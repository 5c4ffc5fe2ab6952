use assert_cmd::Command;
use predicates::prelude::PredicateBooleanExt;
use predicates::str::contains;

fn cmd() -> Command {
    Command::cargo_bin("amortize").unwrap()
}

#[test]
fn schedule_from_arguments() {
    cmd()
        .args(["--start-year", "2030", "100000", "5", "12", "0"])
        .assert()
        .success()
        .stdout(contains("\n2030:\n"))
        .stdout(contains("Of which interest: 2,728.98 EUR"))
        .stdout(contains("Of which principal: 100,000.00 EUR"))
        .stdout(contains("\n2031:\n").not());
}

#[test]
fn extra_payment_report() {
    cmd()
        .args(["--start-year", "2030", "--no-monthly", "100000", "5", "24", "10000"])
        .assert()
        .success()
        .stdout(contains("Extra payment at year end: 10000.00 EUR"))
        .stdout(contains("Month |").not());
}

#[test]
fn malformed_arguments_fall_back_to_defaults() {
    cmd()
        .args(["--no-prompt", "abc", "5", "12", "0"])
        .assert()
        .success()
        .stderr(contains("expected a number, using defaults"))
        .stderr(contains("interactive").not())
        .stdout(contains("Initial loan: 76,874.00 EUR"));
}

#[test]
fn malformed_arguments_ask_for_input() {
    cmd()
        .args(["abc", "5", "12", "0"])
        .write_stdin("20000\n4\n12\n0\n")
        .assert()
        .success()
        .stderr(contains("falling back to interactive input"))
        .stdout(contains("Initial loan: 20,000.00 EUR"));
}

#[test]
fn negative_rate_is_rejected() {
    cmd()
        .args(["--no-prompt", "100000", "-5", "12", "0"])
        .assert()
        .success()
        .stderr(contains("rate must not be negative"))
        .stdout(contains("Initial loan: 76,874.00 EUR"));
}

#[test]
fn partial_arguments_fall_back() {
    cmd()
        .args(["--no-prompt", "100000", "5"])
        .assert()
        .success()
        .stderr(contains("expected 4 arguments"))
        .stderr(contains("using defaults"));
}

#[test]
fn answers_from_stdin() {
    cmd()
        .write_stdin("50000\n0\n12\n\n")
        .assert()
        .success()
        .stdout(contains("Initial loan: 50,000.00 EUR"))
        .stdout(contains("Of which interest: 0.00 EUR"));
}

#[test]
fn invalid_stdin_answer_is_asked_again() {
    cmd()
        .write_stdin("lots\n1000\n0\n1\n0\n")
        .assert()
        .success()
        .stderr(contains("invalid amount 'lots'"))
        .stdout(contains("Initial loan: 1,000.00 EUR"));
}

#[cfg(feature = "serde")]
#[test]
fn json_output() {
    cmd()
        .args(["--json", "--start-year", "2030", "100000", "5", "24", "10000"])
        .assert()
        .success()
        .stdout(contains("\"total_principal\": 100000.0"))
        .stdout(contains("\"start_year\": 2030"))
        .stdout(contains("\"extra\": 10000.0"))
        .stdout(contains("LOAN CALCULATOR").not());
}
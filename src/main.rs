use amortization::input::{self, Defaults, LoanInput, Prompter};
use amortization::loan::{compute_schedule, Schedule};
use amortization::report;
use chrono::Datelike;
use clap::Parser;
use colored::Colorize;
use log::{debug, LevelFilter};
use simple_logger::SimpleLogger;
use std::io;
use std::process;

/// Loan amortization schedule with yearly extra payments
#[derive(Parser, Debug)]
#[command(
    name = "amortize",
    version,
    about = "Loan amortization schedule with yearly extra payments",
    long_about = "Prints a month-by-month amortization schedule, yearly summaries and \
                  final totals. The monthly payment is recomputed each year, so an \
                  extra payment lowers the payments that follow it. Missing or invalid \
                  arguments are asked for interactively.",
    allow_negative_numbers = true
)]
struct Cli {
    /// Loan amount (EUR)
    amount: Option<String>,
    /// Annual interest rate in percent
    rate: Option<String>,
    /// Term in months
    term: Option<String>,
    /// Extra principal paid at the end of each year (EUR)
    extra: Option<String>,

    /// Year label of the first payment block [default: current year]
    #[arg(long)]
    start_year: Option<i32>,

    /// Print the schedule as JSON
    #[arg(long)]
    json: bool,

    /// Leave out the per-month rows
    #[arg(long)]
    no_monthly: bool,

    /// Never ask for input; use defaults for anything missing
    #[arg(long)]
    no_prompt: bool,

    /// Increase log verbosity (-v info, -vv debug, -vvv trace)
    #[arg(short, long, action = clap::ArgAction::Count)]
    verbose: u8,
}

fn main() {
    let cli = Cli::parse();

    if let Err(e) = run(cli) {
        eprintln!("{}: {}", "error".red().bold(), e);
        process::exit(1);
    }
}

fn run(cli: Cli) -> Result<(), Box<dyn std::error::Error>> {
    SimpleLogger::new()
        .with_level(log_level(cli.verbose))
        .init()?;

    let loan = gather_input(&cli)?;
    let start_year = cli
        .start_year
        .unwrap_or_else(|| chrono::Local::now().year());
    let params = loan.into_params(start_year)?;
    let schedule = compute_schedule(&params);

    if cli.json {
        print_json(&schedule)?;
    } else {
        print!("{}", report::render_to_string(&schedule, !cli.no_monthly));
    }
    Ok(())
}

fn log_level(verbose: u8) -> LevelFilter {
    match verbose {
        0 => LevelFilter::Warn,
        1 => LevelFilter::Info,
        2 => LevelFilter::Debug,
        _ => LevelFilter::Trace,
    }
}

fn warn_fallback(reason: &str, no_prompt: bool) {
    let fallback = if no_prompt {
        "using defaults"
    } else {
        "falling back to interactive input"
    };
    eprintln!("{}: {}, {}", "warning".yellow().bold(), reason, fallback);
}

fn gather_input(cli: &Cli) -> io::Result<LoanInput> {
    let defaults = Defaults::default();

    match (&cli.amount, &cli.rate, &cli.term, &cli.extra) {
        (Some(amount), Some(rate), Some(term), Some(extra)) => {
            match input::parse_args(amount, rate, term, extra) {
                Ok(loan) => return Ok(loan),
                Err(e) => warn_fallback(&e.to_string(), cli.no_prompt),
            }
        }
        (None, None, None, None) => {}
        _ => warn_fallback(
            "expected 4 arguments (amount, rate, term, extra)",
            cli.no_prompt,
        ),
    }

    if cli.no_prompt {
        debug!("prompting disabled, using defaults");
        return Ok(defaults.into());
    }

    let interactive = atty::is(atty::Stream::Stdin);
    let stdin = io::stdin();
    let mut prompter = Prompter::new(stdin.lock(), io::stderr(), interactive);
    prompter.prompt_loan(&defaults)
}

#[cfg(feature = "serde")]
fn print_json(schedule: &Schedule) -> Result<(), Box<dyn std::error::Error>> {
    println!("{}", serde_json::to_string_pretty(schedule)?);
    Ok(())
}

#[cfg(not(feature = "serde"))]
fn print_json(_schedule: &Schedule) -> Result<(), Box<dyn std::error::Error>> {
    Err("JSON output requires the `serde` feature".into())
}
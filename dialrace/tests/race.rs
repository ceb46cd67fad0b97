//! End-to-end races against real localhost sockets.

use anyhow::Result;
use tokio::net::TcpListener;

use dialrace::{
    CachePeer, ConnectionOpener, Destination, OpenError, PeerRef, PeerRegistry, RaceConfig,
    TcpConnector,
};

/// Binds and immediately releases a port, so connecting to it gets refused.
async fn refused_addr() -> Result<std::net::SocketAddr> {
    let listener = TcpListener::bind("127.0.0.1:0").await?;
    Ok(listener.local_addr()?)
}

#[tokio::test]
async fn races_to_the_live_listener() -> Result<()> {
    let listener = TcpListener::bind("127.0.0.1:0").await?;
    let live = listener.local_addr()?;
    let dead = refused_addr().await?;

    let accept = tokio::spawn(async move { listener.accept().await });

    let (opener, feed) = ConnectionOpener::new(TcpConnector, RaceConfig::default());
    feed.add_all([Destination::origin(dead), Destination::origin(live)]);
    feed.finish();

    let opened = opener.run().await?;
    assert_eq!(opened.dest.addr(), live);
    assert_eq!(opened.conn.peer_addr()?, live);
    accept.await??;
    Ok(())
}

#[tokio::test]
async fn forwards_through_a_configured_peer() -> Result<()> {
    let listener = TcpListener::bind("127.0.0.1:0").await?;
    let addr = listener.local_addr()?;
    let accept = tokio::spawn(async move { listener.accept().await });

    let mut registry = PeerRegistry::new();
    let peer = registry.add(CachePeer::parent("rack1", "127.0.0.1", addr.port()));

    let (opener, feed) = ConnectionOpener::new(TcpConnector, RaceConfig::default());
    feed.add(Destination::via_peer(peer, addr));
    feed.finish();

    let opened = opener.run().await?;
    assert_eq!(opened.dest.peer(), PeerRef::Peer(peer));
    assert_eq!(registry.get(peer).map(|p| p.name.as_str()), Some("rack1"));
    accept.await??;
    Ok(())
}

#[tokio::test]
async fn reports_exhaustion_when_nothing_listens() -> Result<()> {
    let dead = refused_addr().await?;

    let (opener, feed) = ConnectionOpener::new(TcpConnector, RaceConfig::default());
    feed.add(Destination::origin(dead));
    feed.finish();

    match opener.run().await {
        Err(OpenError::Exhausted { tried: 1, .. }) => Ok(()),
        other => anyhow::bail!("expected exhaustion, got {other:?}"),
    }
}
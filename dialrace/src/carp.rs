//! CARP (Cache Array Routing Protocol) parent selection.
//!
//! CARP deterministically maps a request URL onto one member of a peer
//! array, weighted by configuration, so that sibling proxies sharing the
//! same array agree on which parent caches which URL without any exchange
//! of state. The algorithm follows draft-vinod-carp-v1: a rotate-add hash
//! of the peer name, a rotate-add hash of the request key, a combining
//! step, and a per-peer load multiplier derived from the normalized
//! weights.

use tracing::{debug, trace};
use url::Url;

use crate::peers::{CarpKey, PeerId, PeerRegistry};

/// Derived CARP inputs for one peer, computed by [`initialize`].
#[derive(Debug, Clone, Copy, Default)]
pub struct CarpState {
    pub(crate) hash: u32,
    pub(crate) load_factor: f64,
    pub(crate) load_multiplier: f64,
}

/// The rotate-add hash CARP applies to names and request keys.
fn rotate_add_hash(key: &str) -> u32 {
    let mut hash = 0u32;
    for byte in key.bytes() {
        hash = hash.wrapping_add(hash.rotate_left(19)).wrapping_add(u32::from(byte));
    }
    hash
}

/// The peer-name hash gets an extra scramble so that similar names spread.
fn peer_hash(name: &str) -> u32 {
    let mut hash = rotate_add_hash(name);
    hash = hash.wrapping_add(hash.wrapping_mul(0x6253_1965));
    hash.rotate_left(21)
}

/// Assembles the string actually hashed for a request: either the selected
/// URL components, or the whole URL when no key is configured.
fn request_key(url: &Url, key: Option<&CarpKey>) -> String {
    let Some(key) = key else {
        return url.as_str().to_owned();
    };
    let mut out = String::new();
    if key.scheme {
        out.push_str(url.scheme());
    }
    if key.host {
        out.push_str(url.host_str().unwrap_or_default());
    }
    if key.port {
        if let Some(port) = url.port_or_known_default() {
            out.push_str(&port.to_string());
        }
    }
    if key.path {
        out.push_str(url.path());
    }
    if key.params {
        if let Some(query) = url.query() {
            out.push_str(query);
        }
    }
    out
}

/// Computes the per-peer CARP state from the current registry contents.
///
/// Call once after configuration (and again after any reconfiguration).
/// Load factors are the peers' weights normalized over all CARP members;
/// the load multipliers follow the draft's recurrence over members sorted
/// by ascending load factor.
pub fn initialize(registry: &mut PeerRegistry) {
    let mut members: Vec<(PeerId, f64)> = registry
        .iter()
        .filter(|(_, peer)| peer.carp)
        .map(|(id, peer)| (id, f64::from(peer.weight)))
        .collect();
    let total: f64 = members.iter().map(|(_, weight)| weight).sum();
    if members.is_empty() || total <= 0.0 {
        debug!("no CARP-capable peers configured");
        return;
    }
    for (_, weight) in &mut members {
        *weight /= total;
    }
    members.sort_by(|a, b| a.1.total_cmp(&b.1).then(a.0.cmp(&b.0)));

    let count = members.len();
    let mut x_last = 0.0f64;
    let mut p_last = 0.0f64;
    let mut x_n = 1.0f64;
    for (pos, (id, load_factor)) in members.into_iter().enumerate() {
        let kk1 = (count - pos) as f64;
        let mut multiplier = (kk1 * (load_factor - p_last)) / x_n;
        multiplier += x_last.powf(kk1);
        multiplier = multiplier.powf(1.0 / kk1);
        x_n *= multiplier;
        x_last = multiplier;
        p_last = load_factor;

        if let Some(peer) = registry.get_mut(id) {
            peer.carp_state = CarpState {
                hash: peer_hash(&peer.name),
                load_factor,
                load_multiplier: multiplier,
            };
            debug!(%id, name = %peer.name, load_factor, multiplier, "CARP peer initialized");
        }
    }
}

/// Picks the CARP parent for `url`, or `None` when no alive CARP member
/// exists. Dead peers and non-members never match; among the rest the
/// highest combined score wins, so the same URL maps to the same parent on
/// every proxy sharing this configuration.
pub fn select_parent(url: &Url, registry: &PeerRegistry) -> Option<PeerId> {
    let mut best: Option<(PeerId, f64)> = None;
    for (id, peer) in registry.iter() {
        if !peer.carp || !peer.is_alive() {
            continue;
        }
        let key = request_key(url, peer.carp_key.as_ref());
        let mut combined = rotate_add_hash(&key) ^ peer.carp_state.hash;
        combined = combined.wrapping_add(combined.wrapping_mul(0x6253_1965));
        combined = combined.rotate_left(21);
        let score = f64::from(combined) * peer.carp_state.load_multiplier;
        trace!(%id, name = %peer.name, score, "CARP score");
        if best.is_none_or(|(_, high)| score > high) {
            best = Some((id, score));
        }
    }
    best.map(|(id, _)| id)
}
* * * * *
Work required: Each line from the start of the records through the line holding "which interest: 2,728.98" must be returned exactly; nothing else belongs in the answer.

Task response:
repository 5c4ffc5fe2ab6952
use assert_cmd::Command;
use predicates::prelude::PredicateBooleanExt;
use predicates::str::contains;

fn cmd() -> Command {
    Command::cargo_bin("amortize").unwrap()
}

#[test]
fn schedule_from_arguments() {
    cmd()
        .args(["--start-year", "2030", "100000", "5", "12", "0"])
        .assert()
        .success()
        .stdout(contains("\n2030:\n"))
        .stdout(contains("Of which interest: 2,728.98 EUR"))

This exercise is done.